Monday, June 21, 10-11 a.m., JUNGLE ENCOUNTERS, Garden in the Woods, Framingham, MA. Meet a variety of exotic animals up close and personal. Learn how each animal fits its environment, whether it is an American alligator or an African hedgehog. Do you know what the second largest rodent in the world is called? Learn the difference between a Savannah cat and a Bengal cat and find out how cuddly a skunk can be. You may pay at the door. Event will be held Rain or Shine. In case of rain, event will be held indoors and seating is limited.

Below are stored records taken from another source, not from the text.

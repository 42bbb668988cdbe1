//! Volatile and Purgeable Page Ranges
//!
//! A [`PurgeablePageRanges`] tracker is owned by a client of an anonymous
//! VM object (typically one region) and records which pages that client
//! has declared volatile. The object itself treats a page as volatile only
//! when every registered tracker does; purging releases exactly those pages.
//!
//! Ranges are in page-index units relative to the start of the object.

use alloc::sync::{Arc, Weak};
use alloc::vec::Vec;
use core::cmp::{max, min};
use spin::{Mutex, MutexGuard};

use crate::vm::vm_object::VmObject;

// ============================================================================
// Volatile Page Range
// ============================================================================

/// A run of pages, optionally marked as having been purged
#[derive(Debug, Clone, Copy, PartialEq, Eq, Default)]
pub struct VolatilePageRange {
    pub base: usize,
    pub count: usize,
    pub was_purged: bool,
}

impl VolatilePageRange {
    pub const fn new(base: usize, count: usize) -> Self {
        Self {
            base,
            count,
            was_purged: false,
        }
    }

    pub const fn is_empty(&self) -> bool {
        self.count == 0
    }

    /// One past the last page
    pub const fn range_end(&self) -> usize {
        self.base + self.count
    }

    pub const fn contains(&self, index: usize) -> bool {
        index >= self.base && index < self.range_end()
    }

    pub const fn intersects(&self, other: &VolatilePageRange) -> bool {
        self.base < other.range_end() && other.base < self.range_end()
    }

    /// Overlap of both ranges, keeping this range's purge flag
    pub fn intersected(&self, other: &VolatilePageRange) -> VolatilePageRange {
        let base = max(self.base, other.base);
        let end = min(self.range_end(), other.range_end());
        VolatilePageRange {
            base,
            count: end.saturating_sub(base),
            was_purged: self.was_purged,
        }
    }
}

// ============================================================================
// Volatile Page Ranges
// ============================================================================

/// Sorted, disjoint, non-adjacent set of ranges inside a total range
#[derive(Debug, Clone, PartialEq, Eq, Default)]
pub struct VolatilePageRanges {
    ranges: Vec<VolatilePageRange>,
    total_range: VolatilePageRange,
}

impl VolatilePageRanges {
    pub fn new(total_range: VolatilePageRange) -> Self {
        Self {
            ranges: Vec::new(),
            total_range,
        }
    }

    pub fn total_range(&self) -> VolatilePageRange {
        self.total_range
    }

    pub fn ranges(&self) -> &[VolatilePageRange] {
        &self.ranges
    }

    pub fn is_empty(&self) -> bool {
        self.ranges.is_empty()
    }

    pub fn clear(&mut self) {
        self.ranges.clear();
    }

    /// Number of pages covered
    pub fn page_count(&self) -> usize {
        self.ranges.iter().map(|r| r.count).sum()
    }

    /// Append a range known to sort after everything already present
    pub fn add_unchecked(&mut self, range: VolatilePageRange) {
        debug_assert!(self.ranges.last().map_or(true, |last| last.range_end() <= range.base));
        if !range.is_empty() {
            self.ranges.push(range);
        }
    }

    /// Add `range`, merging with overlapping or adjacent ranges
    ///
    /// Returns true if any page was not already covered.
    pub fn add(&mut self, range: VolatilePageRange) -> bool {
        let range = range.intersected(&self.total_range);
        if range.is_empty() {
            return false;
        }

        let first = self.ranges.partition_point(|r| r.range_end() < range.base);
        let last = self.ranges.partition_point(|r| r.base <= range.range_end());
        if first < last {
            let covered = self.ranges[first..last]
                .iter()
                .map(|r| r.intersected(&range).count)
                .sum::<usize>();
            let merged_base = min(range.base, self.ranges[first].base);
            let merged_end = max(range.range_end(), self.ranges[last - 1].range_end());
            let was_purged = range.was_purged || self.ranges[first..last].iter().any(|r| r.was_purged);
            self.ranges.drain(first..last);
            self.ranges.insert(
                first,
                VolatilePageRange {
                    base: merged_base,
                    count: merged_end - merged_base,
                    was_purged,
                },
            );
            covered < range.count
        } else {
            self.ranges.insert(first, range);
            true
        }
    }

    /// Remove `range` from the set
    ///
    /// Returns whether anything was removed and whether any removed range
    /// had been purged.
    pub fn remove(&mut self, range: VolatilePageRange) -> (bool, bool) {
        let range = range.intersected(&self.total_range);
        if range.is_empty() {
            return (false, false);
        }

        let mut removed = false;
        let mut was_purged = false;
        let mut result = Vec::with_capacity(self.ranges.len() + 1);
        for existing in self.ranges.drain(..) {
            if !existing.intersects(&range) {
                result.push(existing);
                continue;
            }
            removed = true;
            was_purged |= existing.was_purged;
            if existing.base < range.base {
                result.push(VolatilePageRange {
                    base: existing.base,
                    count: range.base - existing.base,
                    was_purged: existing.was_purged,
                });
            }
            if existing.range_end() > range.range_end() {
                result.push(VolatilePageRange {
                    base: range.range_end(),
                    count: existing.range_end() - range.range_end(),
                    was_purged: existing.was_purged,
                });
            }
        }
        self.ranges = result;
        (removed, was_purged)
    }

    pub fn contains(&self, index: usize) -> bool {
        let i = self.ranges.partition_point(|r| r.range_end() <= index);
        self.ranges.get(i).map_or(false, |r| r.contains(index))
    }

    pub fn intersects(&self, range: &VolatilePageRange) -> bool {
        self.ranges.iter().any(|r| r.intersects(range))
    }

    /// Whether every page of `range` is covered
    pub fn contains_range(&self, range: &VolatilePageRange) -> bool {
        let covered: usize = self.ranges.iter().map(|r| r.intersected(range).count).sum();
        covered == range.count
    }

    /// Mark every range overlapping `range` as purged
    pub fn set_was_purged(&mut self, range: &VolatilePageRange) {
        for existing in self.ranges.iter_mut().filter(|r| r.intersects(range)) {
            existing.was_purged = true;
        }
    }

    /// Pages covered by both sets
    pub fn intersection(&self, other: &VolatilePageRanges) -> VolatilePageRanges {
        let mut result = VolatilePageRanges::new(self.total_range);
        let (mut i, mut j) = (0, 0);
        while i < self.ranges.len() && j < other.ranges.len() {
            let a = &self.ranges[i];
            let b = &other.ranges[j];
            let overlap = a.intersected(b);
            if !overlap.is_empty() {
                result.add_unchecked(VolatilePageRange {
                    was_purged: a.was_purged || b.was_purged,
                    ..overlap
                });
            }
            if a.range_end() <= b.range_end() {
                i += 1;
            } else {
                j += 1;
            }
        }
        result
    }

    /// Pages of the total range not covered by this set
    pub fn complement(&self) -> VolatilePageRanges {
        let mut result = VolatilePageRanges::new(self.total_range);
        let mut cursor = self.total_range.base;
        for range in &self.ranges {
            if range.base > cursor {
                result.add_unchecked(VolatilePageRange::new(cursor, range.base - cursor));
            }
            cursor = range.range_end();
        }
        if cursor < self.total_range.range_end() {
            result.add_unchecked(VolatilePageRange::new(cursor, self.total_range.range_end() - cursor));
        }
        result
    }
}

// ============================================================================
// Purgeable Page Ranges
// ============================================================================

/// A client's view of which pages of an anonymous object are volatile
pub struct PurgeablePageRanges {
    volatile_ranges: Mutex<VolatilePageRanges>,
    vmobject: Mutex<Weak<VmObject>>,
}

impl PurgeablePageRanges {
    /// Create a tracker for an object of `page_count` pages
    pub fn new(page_count: usize) -> Arc<Self> {
        Arc::new(Self {
            volatile_ranges: Mutex::new(VolatilePageRanges::new(VolatilePageRange::new(0, page_count))),
            vmobject: Mutex::new(Weak::new()),
        })
    }

    /// Declare `range` volatile
    ///
    /// Returns true if any page became newly volatile for this tracker.
    pub fn add_volatile_range(&self, range: VolatilePageRange) -> bool {
        if range.is_empty() {
            return false;
        }
        match self.vmobject() {
            Some(vmobject) => {
                let mut state = vmobject.lock();
                let added = self.volatile_ranges.lock().add(range);
                if added {
                    vmobject.range_made_volatile(&mut state, range);
                }
                added
            }
            None => self.volatile_ranges.lock().add(range),
        }
    }

    /// Declare `range` non-volatile again
    ///
    /// Returns whether anything was removed and whether any of it had been
    /// purged in the meantime.
    pub fn remove_volatile_range(&self, range: VolatilePageRange) -> (bool, bool) {
        if range.is_empty() {
            return (false, false);
        }
        match self.vmobject() {
            Some(vmobject) => {
                let mut state = vmobject.lock();
                let (removed, was_purged) = self.volatile_ranges.lock().remove(range);
                if removed {
                    vmobject.range_made_nonvolatile(&mut state, range);
                }
                (removed, was_purged)
            }
            None => self.volatile_ranges.lock().remove(range),
        }
    }

    pub fn is_volatile(&self, index: usize) -> bool {
        self.volatile_ranges.lock().contains(index)
    }

    pub fn is_volatile_range(&self, range: &VolatilePageRange) -> bool {
        self.volatile_ranges.lock().contains_range(range)
    }

    pub fn is_empty(&self) -> bool {
        self.volatile_ranges.lock().is_empty()
    }

    /// Whether any range overlapping `range` was purged
    pub fn was_purged(&self, range: &VolatilePageRange) -> bool {
        self.volatile_ranges
            .lock()
            .ranges()
            .iter()
            .any(|r| r.was_purged && r.intersects(range))
    }

    pub fn set_was_purged(&self, range: &VolatilePageRange) {
        self.volatile_ranges.lock().set_was_purged(range);
    }

    /// Object this tracker is registered with
    pub fn vmobject(&self) -> Option<Arc<VmObject>> {
        self.vmobject.lock().upgrade()
    }

    pub(crate) fn set_vmobject(&self, vmobject: Weak<VmObject>) {
        *self.vmobject.lock() = vmobject;
    }

    pub(crate) fn volatile_ranges(&self) -> MutexGuard<'_, VolatilePageRanges> {
        self.volatile_ranges.lock()
    }
}

#[cfg(test)]
mod tests {
    use super::*;

    fn ranges(total: usize) -> VolatilePageRanges {
        VolatilePageRanges::new(VolatilePageRange::new(0, total))
    }

    #[test]
    fn test_add_merges_adjacent_and_overlapping() {
        let mut set = ranges(32);
        assert!(set.add(VolatilePageRange::new(2, 3)));
        assert!(set.add(VolatilePageRange::new(5, 2)));
        assert_eq!(set.ranges(), &[VolatilePageRange::new(2, 5)]);
        assert!(!set.add(VolatilePageRange::new(3, 2)));
        assert!(set.add(VolatilePageRange::new(10, 1)));
        assert!(set.add(VolatilePageRange::new(0, 12)));
        assert_eq!(set.ranges(), &[VolatilePageRange::new(0, 12)]);
    }

    #[test]
    fn test_add_clips_to_total_range() {
        let mut set = ranges(8);
        assert!(set.add(VolatilePageRange::new(6, 10)));
        assert_eq!(set.ranges(), &[VolatilePageRange::new(6, 2)]);
        assert!(!set.add(VolatilePageRange::new(20, 2)));
    }

    #[test]
    fn test_remove_splits_and_reports_purge() {
        let mut set = ranges(16);
        set.add(VolatilePageRange::new(0, 10));
        set.set_was_purged(&VolatilePageRange::new(4, 1));
        let (removed, was_purged) = set.remove(VolatilePageRange::new(3, 2));
        assert!(removed);
        assert!(was_purged);
        assert_eq!(set.ranges().len(), 2);
        assert!(set.contains(2));
        assert!(!set.contains(3));
        assert!(set.contains(5));
        assert_eq!(set.remove(VolatilePageRange::new(12, 2)), (false, false));
    }

    #[test]
    fn test_intersection_and_complement() {
        let mut a = ranges(16);
        a.add(VolatilePageRange::new(0, 8));
        let mut b = ranges(16);
        b.add(VolatilePageRange::new(4, 8));
        let both = a.intersection(&b);
        assert_eq!(both.ranges(), &[VolatilePageRange::new(4, 4)]);

        let rest = both.complement();
        assert_eq!(
            rest.ranges(),
            &[VolatilePageRange::new(0, 4), VolatilePageRange::new(8, 8)]
        );
        assert_eq!(rest.page_count(), 12);
    }

    #[test]
    fn test_unregistered_tracker() {
        let tracker = PurgeablePageRanges::new(8);
        assert!(tracker.is_empty());
        assert!(tracker.add_volatile_range(VolatilePageRange::new(1, 2)));
        assert!(tracker.is_volatile(2));
        assert!(tracker.is_volatile_range(&VolatilePageRange::new(1, 2)));
        assert!(!tracker.was_purged(&VolatilePageRange::new(1, 2)));
        assert_eq!(tracker.remove_volatile_range(VolatilePageRange::new(0, 8)), (true, false));
        assert!(tracker.vmobject().is_none());
    }
}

Fee: $4 (fee charged to ages 3+) (Member) / $5 (fee charged to ages 3+) (Nonmember). Pre-registration is encouraged, contact the registrar at 508-877-7630, ext. 3303.

Wednesday, June 23, 3:30-5:30 p.m., Predators and Prey, Garden in the Woods, Framingham, MA. For Children in grades 2-5. Plants make their own food, but animals must eat! In nature, the “eaters” and the “eaten” keep a kind of balance so that both may survive. Instructor Bonnie Drexler helps us discover what animals eat what animals here at the Garden, in our ponds, streams, and woodlands. How do predators catch their prey? How can animals without sharp teeth and claws escape hungry hunters? Are there any “good guys” and “bad guys” in nature? Through careful observation and role playing, we will learn some surprises about our animal neighbors. Fee: $12 (Member) / $14 (Nonmember). Pre-registration is necessary, contact the registrar at 508-877-7630, ext. 3303.